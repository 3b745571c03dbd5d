// Copyright (c) 2024-2025 Jesse Morgan / Morgan Forge
// SPDX-License-Identifier: AGPL-3.0-or-later

//! User configuration, stored as JSON in `~/.dlman/config.json`.

use anyhow::{Context, Result};
use serde::{Deserialize, Serialize};
use std::fs;
use std::path::{Path, PathBuf};

const CONFIG_FILE: &str = "config.json";

#[derive(Debug, Clone, PartialEq, Serialize, Deserialize)]
pub struct DownloadsConfig {
    /// Where downloads are saved
    #[serde(default = "default_download_dir")]
    pub download_dir: PathBuf,
    /// Save straight into `download_dir` without asking (default: false)
    #[serde(default)]
    pub auto_save: bool,
    /// Program used to open finished downloads
    #[serde(default = "default_open_command")]
    pub open_command: String,
    /// Show the running-downloads count in the status bar (default: true)
    #[serde(default = "default_show_status_label")]
    pub show_status_label: bool,
}

fn default_download_dir() -> PathBuf {
    dirs::download_dir()
        .or_else(|| dirs::home_dir().map(|home| home.join("Downloads")))
        .unwrap_or_else(|| PathBuf::from("."))
}

fn default_open_command() -> String {
    if cfg!(target_os = "macos") {
        "open".to_string()
    } else {
        "xdg-open".to_string()
    }
}

fn default_show_status_label() -> bool {
    true
}

impl Default for DownloadsConfig {
    fn default() -> Self {
        Self {
            download_dir: default_download_dir(),
            auto_save: false,
            open_command: default_open_command(),
            show_status_label: default_show_status_label(),
        }
    }
}

/// `~/.dlman`, created if missing.
pub fn get_config_dir() -> Result<PathBuf> {
    let home = dirs::home_dir().context("Could not find home directory")?;
    let config_dir = home.join(".dlman");
    if !config_dir.exists() {
        fs::create_dir_all(&config_dir)
            .with_context(|| format!("Failed to create {}", config_dir.display()))?;
    }
    Ok(config_dir)
}

impl DownloadsConfig {
    /// Load from the default location, falling back to defaults.
    pub fn load() -> Result<Self> {
        Self::load_from(&get_config_dir()?.join(CONFIG_FILE))
    }

    pub fn save(&self) -> Result<()> {
        self.save_to(&get_config_dir()?.join(CONFIG_FILE))
    }

    /// Load from `path`. A missing file yields the defaults.
    pub fn load_from(path: &Path) -> Result<Self> {
        if !path.exists() {
            tracing::debug!(path = %path.display(), "no config file, using defaults");
            return Ok(Self::default());
        }
        let content = fs::read_to_string(path)
            .with_context(|| format!("Failed to read {}", path.display()))?;
        serde_json::from_str(&content)
            .with_context(|| format!("Invalid config in {}", path.display()))
    }

    pub fn save_to(&self, path: &Path) -> Result<()> {
        let content = serde_json::to_string_pretty(self)?;
        fs::write(path, content).with_context(|| format!("Failed to write {}", path.display()))?;
        Ok(())
    }
}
--- --- ---
| WHAT TO DO |
Every line above that includes the string "dirs" needs to be copied.

| EXERCISE OUTPUT |
    dirs::download_dir()
        .or_else(|| dirs::home_dir().map(|home| home.join("Downloads")))
    let home = dirs::home_dir().context("Could not find home directory")?;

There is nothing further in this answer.